It occurred to her that this might be an isolated condition, that the Lepar confronting her might really be clinically psychotic. As an unavoidable corollary to intelligence, insanity was found among every member of the Weave. Were the Lepar prone to it? She didn’t know, having concentrated on Humankind to the exclusion of all else.
“It was … unpleasant,” the Lepar told her unemotionally. “At the time of the confrontation I was attending to the Amplitur’s quarters. You may know that our taste in environments is somewhat similar, so that I was at ease while carrying out my work.
“The human general was not. While oozing salt and water from his skin he engaged in much conversation with the Amplitur. Neither of them took any notice of me, nor did I of them, until the second Human arrived.”
“Colonel Straat-ien,” she murmured softly.
“Yes. I heard him request entrance. As an associate of General Levaughn, he was admitted.”
“What ensued?”
The Lepar managed to look thoughtful. “It was extraordinary. The Human Straat-ien made an attempt to mentally overwhelm the Amplitur. Though no sound issued from either individual it was plain to see that both were striving mightily toward some unfathomable end. The strain was evident in their expressions and gestures. The Human’s face passed through the most remarkable series of contortions while the Amplitur thrashed about violently with its tentacles. The rapid color changes its skin underwent astonished me.
“As this silent struggle continued, the Human Levaughn grew increasingly alarmed. It was plain he did not understand what was happening, and neither of the mental combatants took the time to respond to his increasingly shrill inquiries.”
Lalelelang spoke very carefully. “Just a moment. How did you know there was a mental confrontation taking place? You might have guessed what the Amplitur was trying to do, but unless the Human Straat-ien tried to suggest you, there was no way you could know that he was actively involved in responding to the Amplitur.”
“You are owed an explanation. We are capable of detecting such activity.”
“Yes, yes. The Lepar are as suggestible as the Wais, or the Hivistahm, or any of the other sapient species except Humankind. But an Amplitur has to suggest you. You cannot by yourself detect the presence of such activity in them. And you claim that the Human was trying to suggest the Amplitur.” She watched her captor carefully. “That is impossible. Humans can only resist such probing. They do not share with the Amplitur the ability to suggest.”
“The Amplitur does not have to suggest us. While we have no projective talent ourselves, we can quite readily sense when others are using it, be they Amplitur or representatives of that Human group which calls itself the Core.”
“The Core?” Her mind was reeling. “What is that?”
“We have known about it for some time. Collectively we know more about Humankind than any of the other member species of the Weave. Our knowledge is exceeded only by that of a few specialists, of whom you are prominent.
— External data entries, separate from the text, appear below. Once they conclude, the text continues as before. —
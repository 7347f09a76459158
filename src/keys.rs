//! SSH public keys
//!
//! [`PublicKey`] wraps an [`ssh_key::PublicKey`] together with its canonical
//! authorized_keys encoding (`<algorithm> <base64>`, comment stripped). Keys
//! are immutable once parsed.

use ssh_key::authorized_keys::Entry;
use ssh_key::HashAlg;
use std::fmt;
use std::str::FromStr;
use tracing::debug;

use crate::types::{KeywayError, Result};

/// A parsed SSH public key
#[derive(Clone)]
pub struct PublicKey {
    inner: ssh_key::PublicKey,
    canonical: String,
}

impl PublicKey {
    /// Parse a single authorized_keys line.
    ///
    /// Options and a trailing comment are accepted; neither survives into the
    /// canonical form.
    pub fn parse_authorized_key(line: &str) -> Result<Self> {
        let line = line.trim();
        if line.is_empty() {
            return Err(KeywayError::InvalidKey("empty key".into()));
        }

        let entry = Entry::from_str(line)?;
        Self::from_ssh(entry.public_key().clone())
    }

    fn from_ssh(mut inner: ssh_key::PublicKey) -> Result<Self> {
        inner.set_comment("");
        let canonical = inner.to_openssh()?;
        Ok(Self { inner, canonical })
    }

    /// Canonical one-line authorized_keys form
    pub fn as_str(&self) -> &str {
        &self.canonical
    }

    /// Key algorithm name, e.g. `ssh-ed25519`
    pub fn algorithm(&self) -> String {
        self.inner.algorithm().to_string()
    }

    /// SHA-256 fingerprint (`SHA256:...`)
    pub fn fingerprint(&self) -> String {
        self.inner.fingerprint(HashAlg::Sha256).to_string()
    }
}

impl PartialEq for PublicKey {
    fn eq(&self, other: &Self) -> bool {
        self.canonical == other.canonical
    }
}

impl Eq for PublicKey {}

impl fmt::Display for PublicKey {
    fn fmt(&self, f: &mut fmt::Formatter<'_>) -> fmt::Result {
        f.write_str(&self.canonical)
    }
}

impl fmt::Debug for PublicKey {
    fn fmt(&self, f: &mut fmt::Formatter<'_>) -> fmt::Result {
        write!(f, "PublicKey({} {})", self.algorithm(), self.fingerprint())
    }
}

impl FromStr for PublicKey {
    type Err = KeywayError;

    fn from_str(s: &str) -> Result<Self> {
        Self::parse_authorized_key(s)
    }
}

/// Parse the contents of an authorized_keys file.
///
/// Blank lines and `#` comments are skipped. Lines that fail to parse are
/// skipped as well, so a single bad entry does not hide the rest of the file.
pub fn parse_authorized_keys(contents: &[u8]) -> Vec<PublicKey> {
    let text = String::from_utf8_lossy(contents);

    text.lines()
        .map(str::trim)
        .filter(|line| !line.is_empty() && !line.starts_with('#'))
        .filter_map(|line| match PublicKey::parse_authorized_key(line) {
            Ok(key) => Some(key),
            Err(e) => {
                debug!(error = %e, "Skipping unparseable authorized_keys line");
                None
            }
        })
        .collect()
}


#[cfg(test)]
mod tests {
    use super::testdata::*;
    use super::*;

    #[test]
    fn test_parse_strips_comment() {
        let key = PublicKey::parse_authorized_key(&format!("{ED25519_A} alice@laptop")).unwrap();
        assert_eq!(key.as_str(), ED25519_A);
        assert_eq!(key.algorithm(), "ssh-ed25519");
        assert!(key.fingerprint().starts_with("SHA256:"));
    }

    #[test]
    fn test_parse_with_options() {
        let line = format!("no-pty,command=\"/bin/true\" {ED25519_B} deploy");
        let key = PublicKey::parse_authorized_key(&line).unwrap();
        assert_eq!(key.as_str(), ED25519_B);
    }

    #[test]
    fn test_parse_rsa() {
        let key: PublicKey = RSA.parse().unwrap();
        assert_eq!(key.algorithm(), "ssh-rsa");
    }

    #[test]
    fn test_parse_rejects_garbage() {
        assert!(PublicKey::parse_authorized_key("").is_err());
        assert!(PublicKey::parse_authorized_key("   \n").is_err());
        assert!(PublicKey::parse_authorized_key("hello world").is_err());
        assert!(PublicKey::parse_authorized_key("ssh-ed25519 not-base64!!").is_err());
    }

    #[test]
    fn test_parse_file_skips_noise() {
        let file = format!(
            "# keys for alice\n\n{ED25519_A} first\nthis line is broken\n  {ED25519_B}  \n"
        );
        let keys = parse_authorized_keys(file.as_bytes());
        assert_eq!(keys, vec![key(ED25519_A), key(ED25519_B)]);
    }

    #[test]
    fn test_parse_file_empty() {
        assert!(parse_authorized_keys(b"").is_empty());
        assert!(parse_authorized_keys(b"# nothing here\n").is_empty());
    }
}
//! Shared helpers for integration tests

#![allow(dead_code)]

use bytes::Bytes;
use http_body_util::Full;
use hyper::body::Incoming;
use hyper::server::conn::http1;
use hyper::service::service_fn;
use hyper::{Request, Response};
use hyper_util::rt::TokioIo;
use std::collections::HashMap;
use std::convert::Infallible;
use std::net::SocketAddr;
use std::sync::Arc;
use tokio::net::TcpListener;

pub const ED25519_A: &str = "ssh-ed25519 AAAAC3NzaC1lZDI1NTE5AAAAIGUdUNqRHa0eh/90qPnUIxpDcS5s+Fn5fnA8qQ3prKwu";
pub const ED25519_B: &str = "ssh-ed25519 AAAAC3NzaC1lZDI1NTE5AAAAIEA/m4sLSwHLj3ufUvsmgYR56PAG2bh62NVrsIRifSPx";
pub const ED25519_C: &str = "ssh-ed25519 AAAAC3NzaC1lZDI1NTE5AAAAIJCqFaeiU4Ztsu92/GBWoArQk7NI0GVf89kgC0OAxtPl";

/// Mock of the GitHub `/users/{user}/keys` endpoint.
///
/// Users not in the map get a 404. Returns the base URL.
pub async fn mock_github(users: HashMap<&'static str, Vec<&'static str>>) -> String {
    let users = Arc::new(users);
    let listener = TcpListener::bind("127.0.0.1:0").await.unwrap();
    let addr = listener.local_addr().unwrap();

    tokio::spawn(async move {
        while let Ok((stream, _)) = listener.accept().await {
            let users = Arc::clone(&users);
            tokio::spawn(async move {
                let service = service_fn(move |req: Request<Incoming>| {
                    let response = keys_response(&users, req.uri().path());
                    async move { Ok::<_, Infallible>(response) }
                });
                let _ = http1::Builder::new()
                    .serve_connection(TokioIo::new(stream), service)
                    .await;
            });
        }
    });

    format!("http://{addr}")
}

fn keys_response(users: &HashMap<&'static str, Vec<&'static str>>, path: &str) -> Response<Full<Bytes>> {
    let user = path
        .strip_prefix("/users/")
        .and_then(|rest| rest.strip_suffix("/keys"));

    let (status, body) = match user.and_then(|u| users.get(u)) {
        Some(keys) => {
            let listing: Vec<_> = keys
                .iter()
                .enumerate()
                .map(|(id, key)| serde_json::json!({ "id": id, "key": key }))
                .collect();
            (200, serde_json::Value::Array(listing).to_string())
        }
        None => (404, r#"{"message":"Not Found"}"#.to_string()),
    };

    Response::builder()
        .status(status)
        .header("content-type", "application/json")
        .body(Full::new(Bytes::from(body)))
        .unwrap()
}

/// Serve an app state on an ephemeral port
pub async fn spawn_server(state: keyway::AppState) -> SocketAddr {
    let listener = TcpListener::bind("127.0.0.1:0").await.unwrap();
    let addr = listener.local_addr().unwrap();
    tokio::spawn(keyway::server::serve(listener, Arc::new(state)));
    addr
}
“Lepar were with the first contact ship. Lepar were among the first to speak and deal directly with Humans, and we are still the only ones who can interact effectively with them underwater. We were interested in them from the beginning, as we are interested in anything that threatens our security and safety.
“A Hivistahm was the first to encounter one of the captured Humans the Amplitur attempted to modify to look and think like Ashregan but fight for the Purpose with the strength and stealth of Humankind. His companion was a Lepar, who immediately recognized the significance of the encounter and made certain that the individual specimen was brought back alive for further study. It was the Lepar who was prepared to resort to violence to accomplish this aim.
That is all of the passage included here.